Resilience has surprising scientific powers.
As a former news reporter, we were always taught "if it bleeds, it leads". Click or swipe anywhere online and you'll see that adage still holds true. But I think there is a growing population that loves a good comeback story even more. The down and out family recovers from losing everything to gaining fame and fortune. The high school athlete suffers a catastrophic injury only to heal, persevere through therapy and win the gold. The stories and movies are endless.
The best comeback stories are when people show their true grit and resilience to overcome their obstacle, pain or trauma. There's actually scientific proof to show why resilience is a key to recovering from trauma. Having and demonstrating resilience is so powerful and could become a key treatment to recovering from all kinds of trauma and stress.
Understanding the Science of Resilience
Resilience, in psychological terms, refers to the ability to bounce back from adversity and adapt positively to life's challenges. Studies have shown that being exposed to these types of stories can enhance your well-being. This includes being able to increase self awareness, self control, openness with others, and better decision-making while also being associated with decreasing anxiety.
Dr. Steven Southwick, a professor of psychiatry at Yale University, explains in his book "Resilience: The Science of Mastering Life's Greatest Challenges", that resilience is not a fixed trait but rather a dynamic process. The brain, he says, possesses neuroplasticity—the ability to reorganize itself in response to trauma. Therefore, it acts as a buffer against the negative effects of stress and trauma, aiding in the rewiring of neural pathways for a healthier mental state.
Other neurobiologists have found that certain neural pathways associated with resilience can be strengthened through various practices, such as mindfulness, social support, and cognitive-behavioral therapy (CBT); which is why these three specialities are offered here at The Life Change Group.

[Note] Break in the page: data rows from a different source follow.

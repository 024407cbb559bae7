//! Query-time retrieval over stored notes.
//!
//! Vector similarity is the preferred path; any failure there — missing
//! clients, transport errors, dimension mismatches, empty resolutions —
//! falls through to a deterministic substring heuristic. `retrieve` never
//! errors.

use std::collections::HashMap;
use std::sync::Arc;

use tracing::{debug, warn};
use uuid::Uuid;

use crate::clients::{EmbeddingClient, NoteStore, VectorSearchClient};
use crate::error::EngineError;
use crate::types::{ChunkerSettings, RetrievalHit};

/// Over-fetch factor applied before per-note deduplication: chunked notes
/// produce several vectors per source id.
const OVERFETCH_FACTOR: usize = 4;

/// Characters of context kept before a substring match.
const SNIPPET_BEFORE: usize = 40;

/// Characters of context kept after a substring match, beyond the query.
const SNIPPET_AFTER: usize = 80;

/// Snippet length used when padding the fallback result set.
const FALLBACK_PAD_CHARS: usize = 120;

/// Resolves the most relevant note snippets for a query.
pub struct RetrievalEngine {
    settings: Arc<ChunkerSettings>,
    embeddings: Option<Arc<dyn EmbeddingClient>>,
    vectors: Option<Arc<dyn VectorSearchClient>>,
    notes: Arc<dyn NoteStore>,
}

impl RetrievalEngine {
    pub fn new(settings: Arc<ChunkerSettings>, notes: Arc<dyn NoteStore>) -> Self {
        Self {
            settings,
            embeddings: None,
            vectors: None,
            notes,
        }
    }

    /// Attach an embedding client for the vector path.
    pub fn with_embeddings(mut self, embeddings: Arc<dyn EmbeddingClient>) -> Self {
        self.embeddings = Some(embeddings);
        self
    }

    /// Attach a vector-search client for the vector path.
    pub fn with_vector_search(mut self, vectors: Arc<dyn VectorSearchClient>) -> Self {
        self.vectors = Some(vectors);
        self
    }

    /// Retrieve up to `limit` relevant notes for `query`, deduplicated by
    /// source note.
    ///
    /// Total: vector-path failures of any kind degrade to the substring
    /// fallback, and the fallback itself returns what it finds.
    pub async fn retrieve(&self, query: &str, limit: usize) -> Vec<RetrievalHit> {
        if limit == 0 {
            return Vec::new();
        }
        match self.vector_path(query, limit).await {
            Ok(hits) if !hits.is_empty() => hits,
            Ok(_) => {
                debug!(query_chars = query.len(), "vector path empty, using fallback");
                self.fallback_substring(query, limit).await
            }
            Err(err) => {
                warn!(error = %err, "vector path failed, using fallback");
                self.fallback_substring(query, limit).await
            }
        }
    }

    /// Embed the query, search the collection, dedup by note, resolve
    /// snippets.
    async fn vector_path(&self, query: &str, limit: usize) -> Result<Vec<RetrievalHit>, EngineError> {
        let embeddings = self
            .embeddings
            .as_ref()
            .ok_or(EngineError::Configuration("embedding client"))?;
        let vectors = self
            .vectors
            .as_ref()
            .ok_or(EngineError::Configuration("vector search client"))?;

        let mut query_vectors = embeddings
            .embed(&[query.to_string()], &self.settings.embedding_model)
            .await?;
        let query_vector = match query_vectors.pop() {
            Some(v) => v,
            None => {
                return Err(EngineError::ExternalService(
                    "embedding client returned no vector".into(),
                ))
            }
        };
        if query_vector.len() != self.settings.embedding_dim {
            return Err(EngineError::DimensionMismatch {
                expected: self.settings.embedding_dim,
                actual: query_vector.len(),
            });
        }

        let candidates = vectors
            .search(&query_vector, limit * OVERFETCH_FACTOR, &self.settings.collection)
            .await?;

        // Keep only the closest hit per source note.
        let mut best_by_note: HashMap<Uuid, f32> = HashMap::new();
        for hit in &candidates {
            let Some(note_id) = hit.source_id() else {
                continue;
            };
            let entry = best_by_note.entry(note_id).or_insert(hit.distance);
            if hit.distance < *entry {
                *entry = hit.distance;
            }
        }

        let mut ordered: Vec<(Uuid, f32)> = best_by_note.into_iter().collect();
        ordered.sort_by(|a, b| a.1.partial_cmp(&b.1).unwrap_or(std::cmp::Ordering::Equal));
        ordered.truncate(limit);

        let mut results = Vec::new();
        for (note_id, distance) in ordered {
            let Some(note) = self.notes.get_by_id(note_id).await? else {
                continue;
            };
            if note.content.is_empty() {
                continue;
            }
            let snippet: String = note
                .content
                .chars()
                .take(self.settings.snippet_chars)
                .collect::<String>()
                .trim()
                .to_string();
            results.push(RetrievalHit {
                source_id: note_id,
                snippet: if snippet.is_empty() {
                    "(empty note)".to_string()
                } else {
                    snippet
                },
                distance: Some(distance),
            });
            if results.len() >= limit {
                break;
            }
        }
        Ok(results)
    }

    /// Deterministic case-insensitive substring retrieval.
    ///
    /// Matching documents score `1 / (1 + firstMatchIndex)`; when fewer than
    /// `limit` match, the remainder is padded with unmatched notes in their
    /// stored order.
    async fn fallback_substring(&self, query: &str, limit: usize) -> Vec<RetrievalHit> {
        let candidates = match self.notes.list_all().await {
            Ok(notes) => notes,
            Err(err) => {
                warn!(error = %err, "note store unavailable, returning nothing");
                return Vec::new();
            }
        };

        let query_lower = query.to_lowercase();
        let query_chars = query.chars().count();
        let mut scored: Vec<(f64, RetrievalHit)> = Vec::new();
        for note in &candidates {
            let Some(idx) = find_case_insensitive(&note.content, &query_lower) else {
                continue;
            };
            let score = 1.0 / (1.0 + idx as f64);
            let snippet =
                match_window(&note.content, idx, SNIPPET_BEFORE, query_chars + SNIPPET_AFTER);
            scored.push((
                score,
                RetrievalHit {
                    source_id: note.id,
                    snippet: snippet.trim().to_string(),
                    distance: None,
                },
            ));
        }
        scored.sort_by(|a, b| b.0.partial_cmp(&a.0).unwrap_or(std::cmp::Ordering::Equal));

        let mut top: Vec<RetrievalHit> = scored.into_iter().take(limit).map(|(_, h)| h).collect();
        if top.len() < limit {
            let selected: Vec<Uuid> = top.iter().map(|h| h.source_id).collect();
            for note in &candidates {
                if top.len() >= limit {
                    break;
                }
                if selected.contains(&note.id) {
                    continue;
                }
                top.push(RetrievalHit {
                    source_id: note.id,
                    snippet: note.content.chars().take(FALLBACK_PAD_CHARS).collect(),
                    distance: None,
                });
            }
        }
        top.truncate(limit);
        top
    }
}

/// Byte index of the first case-insensitive occurrence of `query_lower`
/// (already lowercased) within `content`.
fn find_case_insensitive(content: &str, query_lower: &str) -> Option<usize> {
    if query_lower.is_empty() {
        return Some(0);
    }
    // Case folding can move interior byte offsets even when the lowered
    // string keeps the original total length, so indices into the lowered
    // string are never trusted; only positions taken from `content` itself
    // are returned.
    content
        .char_indices()
        .find(|(i, _)| content[*i..].to_lowercase().starts_with(query_lower))
        .map(|(i, _)| i)
}

/// A snippet of `content` spanning `before` characters ahead of the match at
/// byte offset `match_start` and `after` characters from the match onward.
fn match_window(content: &str, match_start: usize, before: usize, after: usize) -> &str {
    let start = content[..match_start]
        .char_indices()
        .rev()
        .nth(before.saturating_sub(1))
        .map(|(i, _)| i)
        .unwrap_or(0);
    let end = content[match_start..]
        .char_indices()
        .nth(after)
        .map(|(i, _)| match_start + i)
        .unwrap_or(content.len());
    &content[start..end]
}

Why Resilience is so Important
Psychologist Angela Duckworth, known for her research on grit and perseverance, offers another powerful perspective. She notes that success is often not just about talent but about sustained effort over time. Duckworth's insights underscore the importance of tenacity and resilience in the face of obstacles, reminding us that setbacks are not the end but rather opportunities for growth and healing.
In the words of Winston Churchill, "Success is not final, failure is not fatal: It is the courage to continue that counts." Let these words resonate in your heart as a testament to the enduring power of the human spirit.
Embrace resilience as your companion on the journey to recovery, and remember, you have the power to write your own headline.